Dataset entries
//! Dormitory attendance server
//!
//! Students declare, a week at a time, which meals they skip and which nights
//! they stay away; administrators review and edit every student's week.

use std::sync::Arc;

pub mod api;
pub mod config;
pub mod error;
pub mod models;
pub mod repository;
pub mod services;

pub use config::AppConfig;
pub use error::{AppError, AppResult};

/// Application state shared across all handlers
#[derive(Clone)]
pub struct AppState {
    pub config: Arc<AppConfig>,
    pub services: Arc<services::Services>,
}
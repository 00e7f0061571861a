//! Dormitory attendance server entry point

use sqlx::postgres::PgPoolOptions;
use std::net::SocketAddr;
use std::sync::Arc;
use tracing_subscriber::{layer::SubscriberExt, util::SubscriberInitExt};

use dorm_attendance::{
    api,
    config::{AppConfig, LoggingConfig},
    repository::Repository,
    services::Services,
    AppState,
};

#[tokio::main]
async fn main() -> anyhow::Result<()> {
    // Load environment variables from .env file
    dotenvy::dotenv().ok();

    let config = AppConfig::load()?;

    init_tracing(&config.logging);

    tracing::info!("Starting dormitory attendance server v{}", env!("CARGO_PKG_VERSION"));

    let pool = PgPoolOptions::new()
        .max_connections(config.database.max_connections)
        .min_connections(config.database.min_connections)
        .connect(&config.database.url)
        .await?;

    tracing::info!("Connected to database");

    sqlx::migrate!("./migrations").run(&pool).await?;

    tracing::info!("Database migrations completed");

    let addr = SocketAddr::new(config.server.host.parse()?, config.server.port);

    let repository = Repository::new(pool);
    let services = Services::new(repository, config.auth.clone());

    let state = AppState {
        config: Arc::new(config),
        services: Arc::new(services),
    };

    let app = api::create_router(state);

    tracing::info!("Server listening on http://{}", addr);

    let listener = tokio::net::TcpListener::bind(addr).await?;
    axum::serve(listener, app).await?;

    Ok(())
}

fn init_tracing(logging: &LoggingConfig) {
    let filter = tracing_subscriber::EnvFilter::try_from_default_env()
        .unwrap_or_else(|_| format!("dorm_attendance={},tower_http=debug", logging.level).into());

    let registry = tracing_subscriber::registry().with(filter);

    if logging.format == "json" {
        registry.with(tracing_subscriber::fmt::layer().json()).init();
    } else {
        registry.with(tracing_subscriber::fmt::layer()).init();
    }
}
* * *
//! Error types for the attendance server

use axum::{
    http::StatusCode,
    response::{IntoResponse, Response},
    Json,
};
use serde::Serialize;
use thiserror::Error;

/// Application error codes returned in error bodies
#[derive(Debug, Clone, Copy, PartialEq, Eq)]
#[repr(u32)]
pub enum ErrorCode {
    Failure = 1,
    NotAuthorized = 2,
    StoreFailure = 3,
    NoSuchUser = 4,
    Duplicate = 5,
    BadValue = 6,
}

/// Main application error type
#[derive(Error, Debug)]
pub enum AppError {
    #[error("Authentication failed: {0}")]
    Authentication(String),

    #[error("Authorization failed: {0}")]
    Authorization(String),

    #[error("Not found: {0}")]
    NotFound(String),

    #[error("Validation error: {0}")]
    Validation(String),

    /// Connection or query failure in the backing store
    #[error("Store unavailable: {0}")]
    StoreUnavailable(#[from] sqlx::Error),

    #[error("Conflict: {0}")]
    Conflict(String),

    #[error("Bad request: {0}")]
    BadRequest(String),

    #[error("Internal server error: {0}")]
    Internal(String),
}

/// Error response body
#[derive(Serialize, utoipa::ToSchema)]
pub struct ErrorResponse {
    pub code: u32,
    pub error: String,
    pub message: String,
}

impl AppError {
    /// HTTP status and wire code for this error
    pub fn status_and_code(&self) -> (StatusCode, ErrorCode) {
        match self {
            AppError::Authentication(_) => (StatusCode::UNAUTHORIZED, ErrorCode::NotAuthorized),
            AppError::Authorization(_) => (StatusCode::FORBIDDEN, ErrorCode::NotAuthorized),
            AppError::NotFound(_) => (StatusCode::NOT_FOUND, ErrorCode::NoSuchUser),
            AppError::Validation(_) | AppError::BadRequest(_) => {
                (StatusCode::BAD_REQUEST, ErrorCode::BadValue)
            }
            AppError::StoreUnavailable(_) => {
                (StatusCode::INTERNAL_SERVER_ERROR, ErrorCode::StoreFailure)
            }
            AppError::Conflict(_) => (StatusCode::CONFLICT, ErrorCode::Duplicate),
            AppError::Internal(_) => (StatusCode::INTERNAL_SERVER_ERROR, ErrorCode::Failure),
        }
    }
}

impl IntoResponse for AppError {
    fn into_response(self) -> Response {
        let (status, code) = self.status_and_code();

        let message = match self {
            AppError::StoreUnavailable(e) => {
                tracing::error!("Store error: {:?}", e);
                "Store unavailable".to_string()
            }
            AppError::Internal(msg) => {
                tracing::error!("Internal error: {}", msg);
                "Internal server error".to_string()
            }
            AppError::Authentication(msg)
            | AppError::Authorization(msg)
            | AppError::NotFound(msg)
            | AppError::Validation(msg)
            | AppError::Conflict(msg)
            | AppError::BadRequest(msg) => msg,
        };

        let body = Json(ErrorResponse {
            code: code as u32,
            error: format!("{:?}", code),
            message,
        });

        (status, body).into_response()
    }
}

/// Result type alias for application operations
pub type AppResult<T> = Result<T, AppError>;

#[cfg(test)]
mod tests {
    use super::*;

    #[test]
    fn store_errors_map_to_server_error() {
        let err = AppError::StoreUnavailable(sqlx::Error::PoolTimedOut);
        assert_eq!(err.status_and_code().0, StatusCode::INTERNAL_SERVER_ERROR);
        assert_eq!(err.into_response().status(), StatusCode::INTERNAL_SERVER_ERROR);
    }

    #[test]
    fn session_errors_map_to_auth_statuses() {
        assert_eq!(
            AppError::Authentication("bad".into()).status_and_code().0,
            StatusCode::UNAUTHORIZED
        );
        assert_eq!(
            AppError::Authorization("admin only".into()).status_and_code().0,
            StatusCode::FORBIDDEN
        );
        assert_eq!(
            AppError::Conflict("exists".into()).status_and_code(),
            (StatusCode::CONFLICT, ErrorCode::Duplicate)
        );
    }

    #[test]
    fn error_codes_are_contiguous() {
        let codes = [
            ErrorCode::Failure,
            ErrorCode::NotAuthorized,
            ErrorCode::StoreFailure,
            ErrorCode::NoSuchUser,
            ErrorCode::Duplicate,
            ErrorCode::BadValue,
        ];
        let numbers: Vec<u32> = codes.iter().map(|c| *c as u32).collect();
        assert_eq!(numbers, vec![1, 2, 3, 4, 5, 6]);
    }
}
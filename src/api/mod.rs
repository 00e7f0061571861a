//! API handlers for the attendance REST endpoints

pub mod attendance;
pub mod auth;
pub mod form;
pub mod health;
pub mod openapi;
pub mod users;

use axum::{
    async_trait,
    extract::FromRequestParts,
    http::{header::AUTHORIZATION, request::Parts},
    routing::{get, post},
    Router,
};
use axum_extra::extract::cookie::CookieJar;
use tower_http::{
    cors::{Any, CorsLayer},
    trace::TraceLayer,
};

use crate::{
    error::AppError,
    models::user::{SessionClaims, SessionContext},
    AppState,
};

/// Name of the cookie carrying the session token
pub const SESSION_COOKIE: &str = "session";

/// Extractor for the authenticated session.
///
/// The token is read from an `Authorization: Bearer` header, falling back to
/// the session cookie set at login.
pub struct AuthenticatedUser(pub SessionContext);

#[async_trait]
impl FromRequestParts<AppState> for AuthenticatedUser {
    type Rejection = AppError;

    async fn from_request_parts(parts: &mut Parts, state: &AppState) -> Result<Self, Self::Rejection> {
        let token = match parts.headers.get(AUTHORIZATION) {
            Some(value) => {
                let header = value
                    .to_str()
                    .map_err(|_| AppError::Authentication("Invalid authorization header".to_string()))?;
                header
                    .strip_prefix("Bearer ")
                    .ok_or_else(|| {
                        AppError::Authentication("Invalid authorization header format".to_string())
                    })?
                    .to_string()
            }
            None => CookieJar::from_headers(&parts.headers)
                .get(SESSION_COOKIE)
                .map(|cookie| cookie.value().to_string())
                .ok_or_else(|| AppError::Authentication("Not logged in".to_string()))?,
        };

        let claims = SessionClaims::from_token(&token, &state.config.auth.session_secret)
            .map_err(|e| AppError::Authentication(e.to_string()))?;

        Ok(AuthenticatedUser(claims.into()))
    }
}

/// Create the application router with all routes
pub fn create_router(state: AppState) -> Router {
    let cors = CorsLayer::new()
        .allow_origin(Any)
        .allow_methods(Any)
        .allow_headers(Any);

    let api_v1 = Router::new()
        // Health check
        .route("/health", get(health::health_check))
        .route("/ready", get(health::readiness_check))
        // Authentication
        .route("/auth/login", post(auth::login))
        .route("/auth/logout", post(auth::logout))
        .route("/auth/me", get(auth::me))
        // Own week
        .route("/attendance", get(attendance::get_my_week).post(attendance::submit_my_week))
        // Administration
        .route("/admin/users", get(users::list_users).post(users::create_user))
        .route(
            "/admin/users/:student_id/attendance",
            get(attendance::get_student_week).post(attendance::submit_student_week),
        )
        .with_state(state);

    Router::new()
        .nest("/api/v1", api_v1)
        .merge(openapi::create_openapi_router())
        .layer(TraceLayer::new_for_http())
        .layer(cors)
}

PROBLEM -
Filter these records, keeping every line where the word "message" occurs.

OUTPUT BELOW -
    pub message: String,
        let message = match self {
            message,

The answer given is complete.